## BRIEF
Pull every line with the word "HemolinkError" out of the entries below.

## Records drawn from a dataset
== == ==
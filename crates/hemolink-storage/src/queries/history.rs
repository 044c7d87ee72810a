// SPDX-FileCopyrightText: 2026 Hemolink Contributors
// SPDX-License-Identifier: MIT OR Apache-2.0

//! Append-only donation history.

use hemolink_core::{DonorId, HemolinkError, HistoryId, HistoryView, HospitalId};
use rusqlite::params;

use crate::database::{map_tr_err, Database};

/// Append one donation record with the current timestamp.
///
/// Rows are immutable once written; repeated acceptances each get their
/// own row, never deduplicated.
pub async fn append(
    db: &Database,
    donor_id: DonorId,
    hospital_id: HospitalId,
) -> Result<HistoryId, HemolinkError> {
    db.connection()
        .call(move |conn| {
            conn.execute(
                "INSERT INTO donation_history (donor_id, hospital_id) VALUES (?1, ?2)",
                params![donor_id.0, hospital_id.0],
            )?;
            Ok(conn.last_insert_rowid())
        })
        .await
        .map(HistoryId)
        .map_err(map_tr_err)
}

/// All donation records for a donor, most recent first, with the hospital
/// name joined in for display.
pub async fn for_donor(db: &Database, donor_id: DonorId) -> Result<Vec<HistoryView>, HemolinkError> {
    db.connection()
        .call(move |conn| {
            let mut stmt = conn.prepare(
                "SELECT d.id, h.name, d.donation_date \
                 FROM donation_history d JOIN hospitals h ON h.id = d.hospital_id \
                 WHERE d.donor_id = ?1 \
                 ORDER BY d.donation_date DESC, d.id DESC",
            )?;
            let views = stmt
                .query_map(params![donor_id.0], |row| {
                    Ok(HistoryView {
                        id: HistoryId(row.get(0)?),
                        hospital_name: row.get(1)?,
                        donation_date: row.get(2)?,
                    })
                })?
                .collect::<Result<Vec<_>, _>>()?;
            Ok(views)
        })
        .await
        .map_err(map_tr_err)
}

/// Number of history rows for a donor.
pub async fn count_for_donor(db: &Database, donor_id: DonorId) -> Result<i64, HemolinkError> {
    db.connection()
        .call(move |conn| {
            let n = conn.query_row(
                "SELECT COUNT(*) FROM donation_history WHERE donor_id = ?1",
                params![donor_id.0],
                |row| row.get(0),
            )?;
            Ok(n)
        })
        .await
        .map_err(map_tr_err)
}

#[cfg(test)]
mod tests {
    use hemolink_core::BloodGroup;

    use super::*;
    use crate::queries::{donors, hospitals};

    async fn setup_db() -> (Database, DonorId, HospitalId) {
        let db = Database::open_in_memory().await.unwrap();
        let donor = donors::insert(
            &db,
            "Dana",
            "dana@example.com",
            "555-0101",
            "Springfield",
            BloodGroup::ONegative,
            "1990-04-02",
        )
        .await
        .unwrap();
        let hospital = hospitals::insert(
            &db,
            "Springfield General",
            "ops@sgh.example.com",
            "555-0200",
            "Springfield",
            "REG-77",
        )
        .await
        .unwrap();
        (db, donor, hospital)
    }

    #[tokio::test]
    async fn append_and_list() {
        let (db, donor, hospital) = setup_db().await;

        let id = append(&db, donor, hospital).await.unwrap();
        assert!(id.0 > 0);

        let rows = for_donor(&db, donor).await.unwrap();
        assert_eq!(rows.len(), 1);
        assert_eq!(rows[0].hospital_name, "Springfield General");
        assert!(!rows[0].donation_date.is_empty());
    }

    #[tokio::test]
    async fn repeated_acceptances_each_get_a_row() {
        let (db, donor, hospital) = setup_db().await;

        append(&db, donor, hospital).await.unwrap();
        append(&db, donor, hospital).await.unwrap();

        assert_eq!(count_for_donor(&db, donor).await.unwrap(), 2);
    }

    #[tokio::test]
    async fn list_for_donor_without_history_is_empty() {
        let (db, donor, _hospital) = setup_db().await;
        assert!(for_donor(&db, donor).await.unwrap().is_empty());
    }
}
// SPDX-FileCopyrightText: 2026 Hemolink Contributors
// SPDX-License-Identifier: MIT OR Apache-2.0

//! Static blood-group compatibility reference table.
//!
//! Display-only enrichment for the donor dashboard. This table is
//! medically accurate, and that is exactly why it must never feed the
//! matching engine: matching is a logistic exact-type lookup, not a
//! clinical compatibility decision.

use hemolink_core::BloodGroup;
use serde::Serialize;

use BloodGroup::*;

/// Compatibility facts for one blood group.
#[derive(Debug, Clone, Serialize)]
pub struct CompatibilityEntry {
    pub group: BloodGroup,
    /// Groups this group's blood can be given to.
    pub donate_to: &'static [BloodGroup],
    /// Groups this group can receive blood from.
    pub receive_from: &'static [BloodGroup],
    /// A short display fact.
    pub fact: &'static str,
}

const ALL: &[BloodGroup] = &[
    APositive, ANegative, BPositive, BNegative, AbPositive, AbNegative, OPositive, ONegative,
];

static TABLE: [CompatibilityEntry; 8] = [
    CompatibilityEntry {
        group: APositive,
        donate_to: &[APositive, AbPositive],
        receive_from: &[APositive, ANegative, OPositive, ONegative],
        fact: "A+ is the second most common blood group.",
    },
    CompatibilityEntry {
        group: ANegative,
        donate_to: &[APositive, ANegative, AbPositive, AbNegative],
        receive_from: &[ANegative, ONegative],
        fact: "A- red cells can go to any A or AB recipient.",
    },
    CompatibilityEntry {
        group: BPositive,
        donate_to: &[BPositive, AbPositive],
        receive_from: &[BPositive, BNegative, OPositive, ONegative],
        fact: "B+ donors can give to B+ and AB+ recipients.",
    },
    CompatibilityEntry {
        group: BNegative,
        donate_to: &[BPositive, BNegative, AbPositive, AbNegative],
        receive_from: &[BNegative, ONegative],
        fact: "B- is one of the rarest blood groups.",
    },
    CompatibilityEntry {
        group: AbPositive,
        donate_to: &[AbPositive],
        receive_from: ALL,
        fact: "AB+ is the universal recipient.",
    },
    CompatibilityEntry {
        group: AbNegative,
        donate_to: &[AbPositive, AbNegative],
        receive_from: &[AbNegative, ANegative, BNegative, ONegative],
        fact: "AB- is the rarest of the eight major groups.",
    },
    CompatibilityEntry {
        group: OPositive,
        donate_to: &[OPositive, APositive, BPositive, AbPositive],
        receive_from: &[OPositive, ONegative],
        fact: "O+ is the most common blood group.",
    },
    CompatibilityEntry {
        group: ONegative,
        donate_to: ALL,
        receive_from: &[ONegative],
        fact: "O- is the universal donor, used in emergencies.",
    },
];

/// Look up the compatibility entry for a blood group. Pure; never fails.
pub fn lookup(group: BloodGroup) -> &'static CompatibilityEntry {
    TABLE
        .iter()
        .find(|entry| entry.group == group)
        .expect("table covers all eight groups")
}

#[cfg(test)]
mod tests {
    use strum::IntoEnumIterator;

    use super::*;

    #[test]
    fn every_group_has_an_entry() {
        for group in BloodGroup::iter() {
            let entry = lookup(group);
            assert_eq!(entry.group, group);
            assert!(!entry.donate_to.is_empty());
            assert!(!entry.receive_from.is_empty());
            assert!(!entry.fact.is_empty());
        }
    }

    #[test]
    fn universal_donor_and_recipient() {
        assert_eq!(lookup(ONegative).donate_to.len(), 8);
        assert_eq!(lookup(ONegative).receive_from, &[ONegative]);
        assert_eq!(lookup(AbPositive).receive_from.len(), 8);
        assert_eq!(lookup(AbPositive).donate_to, &[AbPositive]);
    }

    #[test]
    fn donate_and_receive_are_mutually_consistent() {
        // If X can donate to Y, then Y must list X among its sources.
        for group in BloodGroup::iter() {
            for &recipient in lookup(group).donate_to {
                assert!(
                    lookup(recipient).receive_from.contains(&group),
                    "{group} donates to {recipient} but is not in its receive_from"
                );
            }
        }
    }

    #[test]
    fn a_group_is_always_self_compatible() {
        for group in BloodGroup::iter() {
            assert!(lookup(group).donate_to.contains(&group));
            assert!(lookup(group).receive_from.contains(&group));
        }
    }
}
== == ==
## THE ANSWER
use hemolink_core::{DonorId, HemolinkError, HistoryId, HistoryView, HospitalId};
) -> Result<HistoryId, HemolinkError> {
pub async fn for_donor(db: &Database, donor_id: DonorId) -> Result<Vec<HistoryView>, HemolinkError> {
pub async fn count_for_donor(db: &Database, donor_id: DonorId) -> Result<i64, HemolinkError> {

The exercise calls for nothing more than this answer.